Around a third of all oil shipped in tankers passes through the strait, and if this supply were disrupted it would out immense pressure on the rest of the world’s supplies.

Recently, President Obama imposed new sanctions on Iran which according to reports have been very effective, causing a sudden major devaluation of Iran’s currency.

The Iranians correctly understand that they are under attack, and have threatened to respond by closing the strait of Hormuz, through which a large percentage of oil from the Mideast flows to the global economy.

If the crisis deepens and Iran makes good on its threat to close Hormuz, there is little doubt that the US will intervene to reopen the strait.

This will lead to a shooting war for which Iran will be blamed, even though the recent US sanctions were tantamount to overt aggression.

Ed Note: George Galloway vs. the warmonger parrot who is no different to the current crop of warmongering US Republican Presidential contenders:

I believe the US will exploit the situation to attack Iran’s nuclear facilities. But, even more importantly, the US will target Iran’s conventional missiles. Indeed, I believe this is the real reason for US sanctions in the first place, and for the buildup of tensions in recent days.

Despite public perceptions, and all the rhetoric about nukes, the present crisis has nothing to do with Iran’s alleged nuclear weapons program. In my opinion, that is just a cover story.

The real issue is the fact that Iran has upgraded its medium range conventionally-armed missiles with GPS technology, making its missiles much more accurate.

This means Iran can now target Israel’s own nuclear, bio and chemical weapons stockpiles, located inside Israel, as well as the Dimona nuclear reactor. 

In short, Iran has achieved a conventional deterrent to Israel. Therefore, statements by Iranian officials that Iran has no nuclear weapons program are in my view probably correct. Presently, Iran does not need nukes to deter Israel. It can do so with its GPS-guided medium range missiles.

The Israelis are no doubt gnashing their teeth over this, because they now find themselves threatened by their own WMD stockpiles, and by their own nuclear reactors, especially Dimona, all of which have become targets.

A few direct hits by Iran could cause a toxic plume, killing thousands of Israelis. A worst case might signal the end of the Jewish state.

It is important to realize that Iran would never launch a pre-emptive strike on Israel because the Iranians know that the US/Israeli response would be devastating. However, if Iran comes under attack first, all bets are off. Iran will defend itself.

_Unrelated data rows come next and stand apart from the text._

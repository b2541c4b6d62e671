use crate::board::LocationId;
use serde::{Deserialize, Serialize};
use std::collections::HashMap;

/// Per-location answer to a clue search.
///
/// `Yes` means a clue was found: under the game rules, proof the hider is
/// not currently at that location.
#[derive(Debug, Clone, Copy, PartialEq, Eq, Serialize, Deserialize)]
pub enum ClueAnswer {
    Yes,
    No,
}

impl ClueAnswer {
    pub fn is_yes(self) -> bool {
        matches!(self, ClueAnswer::Yes)
    }
}

/// Resolved outcome of one seeker action.
///
/// Closed set: the belief tree matches exhaustively, so introducing a new
/// kind of action is a compile-time-visible change for every consumer.
#[derive(Debug, Clone, PartialEq, Eq, Serialize, Deserialize)]
pub enum InvestigatorResult {
    /// Clue searches resolved this turn, one answer per probed location.
    Search {
        answers: HashMap<LocationId, ClueAnswer>,
    },
    /// A capture attempt at one location; `success` means the location was
    /// conclusively cleared.
    Capture { location: LocationId, success: bool },
}

impl InvestigatorResult {
    /// Convenience constructor for a single-location search.
    pub fn single_search(location: impl Into<LocationId>, answer: ClueAnswer) -> Self {
        let mut answers = HashMap::new();
        answers.insert(location.into(), answer);
        InvestigatorResult::Search { answers }
    }

    pub fn capture(location: impl Into<LocationId>, success: bool) -> Self {
        InvestigatorResult::Capture {
            location: location.into(),
            success,
        }
    }
}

A counter attack on Israel cannot be ruled out because Iranian leaders understand clearly (even if the American people do not) that the crisis has been manufactured, on Israel’s behalf.

From the Israeli standpoint, the present Iranian deterrent (though conventional) is simply unacceptable.

 

Israel’s military strategists have always insisted on total freedom of movement. This is why Israel refused a US offer many years ago to sign a defense pact with the US. Such a treaty would have limited Israel’s freedom of movement, and this was unacceptable.

Israel’s leaders preferred to remain independent. Israel has always insisted on the “freedom” to intimidate its neighbors, whenever and howsoever it chooses. Iran’s conventional missiles now curtail that “freedom.”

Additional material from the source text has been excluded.